● **Exercise instructions**:
Count the lines below that contain the word "confidence". Give only the number.

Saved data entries
+ + +

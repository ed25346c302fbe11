//! HTTP server for remedyd.

use std::sync::Arc;
use std::time::Instant;

use anyhow::Result;
use axum::Router;
use remedy_common::{ClusterGateway, RemedyConfig};
use tower_http::trace::TraceLayer;
use tracing::info;

use crate::apply::ApplyExecutor;
use crate::cluster;
use crate::evidence::EvidenceAggregator;
use crate::feedback::FeedbackRecorder;
use crate::matcher::RunbookRegistry;
use crate::planner::FixPlanner;
use crate::postcheck::PostCheckVerifier;
use crate::preview::PreviewEngine;
use crate::routes;
use crate::store::IncidentStore;
use crate::telemetry::Telemetry;

/// Application state shared across handlers. Every collaborator is an
/// explicit field; nothing workflow-related lives in process globals.
pub struct AppState {
    pub config: RemedyConfig,
    pub store: Arc<IncidentStore>,
    pub registry: Arc<RunbookRegistry>,
    pub aggregator: EvidenceAggregator,
    pub planner: FixPlanner,
    pub previews: PreviewEngine,
    pub executor: ApplyExecutor,
    pub postcheck: Arc<PostCheckVerifier>,
    pub feedback: FeedbackRecorder,
    pub telemetry: Arc<Telemetry>,
    pub start_time: Instant,
}

impl AppState {
    /// Build the state with the gateway selected by configuration.
    pub fn from_config(config: RemedyConfig) -> Result<Self> {
        let gateway = cluster::from_config(&config.cluster);
        Ok(Self::with_gateway(config, gateway))
    }

    /// Build the state around an explicit gateway; the test suites pass
    /// an in-memory cluster here.
    pub fn with_gateway(config: RemedyConfig, gateway: Arc<dyn ClusterGateway>) -> Self {
        let telemetry = Arc::new(Telemetry::new());
        let store = Arc::new(IncidentStore::new());
        let registry = Arc::new(RunbookRegistry::with_builtin_runbooks());

        let aggregator = EvidenceAggregator::new(
            gateway.clone(),
            config.evidence.clone(),
            config.confidence.clone(),
        );
        let planner = FixPlanner::new(config.confidence.clone(), config.risk_downgrades.clone());
        let previews = PreviewEngine::new(gateway.clone(), config.preview.clone());
        let executor = ApplyExecutor::new(gateway.clone());
        let postcheck = Arc::new(PostCheckVerifier::new(
            gateway.clone(),
            store.clone(),
            config.postcheck.clone(),
            telemetry.clone(),
        ));
        let feedback = FeedbackRecorder::new(
            registry.clone(),
            store.clone(),
            config.feedback.clone(),
            telemetry.clone(),
        );

        Self {
            config,
            store,
            registry,
            aggregator,
            planner,
            previews,
            executor,
            postcheck,
            feedback,
            telemetry,
            start_time: Instant::now(),
        }
    }
}

/// Run the HTTP server until shutdown.
pub async fn run(state: AppState) -> Result<()> {
    let addr = state.config.server.listen_addr.clone();
    let app = router(Arc::new(state));

    let listener = tokio::net::TcpListener::bind(&addr).await?;
    info!("  Listening on http://{}", addr);

    axum::serve(listener, app).await?;
    Ok(())
}

/// The full application router; shared with the integration tests.
pub fn router(state: Arc<AppState>) -> Router {
    Router::new()
        .merge(routes::health_routes())
        .merge(routes::incident_routes())
        .merge(routes::remediation_routes())
        .merge(routes::feedback_routes())
        .merge(routes::metrics_routes())
        .with_state(state)
        .layer(TraceLayer::new_for_http())
}
//! Command-line interface definitions.

use clap::{Parser, Subcommand};

#[derive(Debug, Parser)]
#[command(name = "remedyctl", version, about = "Operator CLI for the remedy daemon")]
pub struct Cli {
    /// Daemon address, e.g. http://127.0.0.1:7710 (falls back to
    /// REMEDY_ADDR, then the default)
    #[arg(long, global = true)]
    pub addr: Option<String>,

    #[command(subcommand)]
    pub command: Command,
}

#[derive(Debug, Subcommand)]
pub enum Command {
    /// List known incidents
    Incidents,

    /// Show the evidence pack for an incident
    Evidence {
        incident: String,
        /// Lookback window in minutes
        #[arg(long)]
        lookback: Option<u32>,
    },

    /// Show the remediation plan (ranked fixes) for an incident
    Fixes { incident: String },

    /// Preview a fix: diff, commands, and dry-run verdict
    Preview {
        incident: String,
        /// Fix id (fix-<incident>-<runbook>) or bare runbook id
        fix: String,
    },

    /// Apply a previously previewed fix
    Apply {
        incident: String,
        /// The exact fix id that was previewed
        fix: String,
        /// Confirm the mutation
        #[arg(long)]
        yes: bool,
        /// Additionally acknowledge elevated risk (required for
        /// high-risk fixes)
        #[arg(long)]
        ack_risk: bool,
    },

    /// Re-check an incident after an apply
    PostCheck {
        incident: String,
        execution: String,
    },

    /// Record operator feedback
    Feedback {
        incident: String,
        /// One of: resolved, root_cause_confirmed, fix_worked,
        /// fix_failed, dismiss, escalate, note, worked, not_worked
        #[arg(value_name = "TYPE")]
        feedback_type: String,
        /// Fix the feedback refers to
        #[arg(long)]
        fix: Option<String>,
        /// Free-text note
        #[arg(long)]
        note: Option<String>,
    },
}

+ + +

● **Answer to the problem**:
2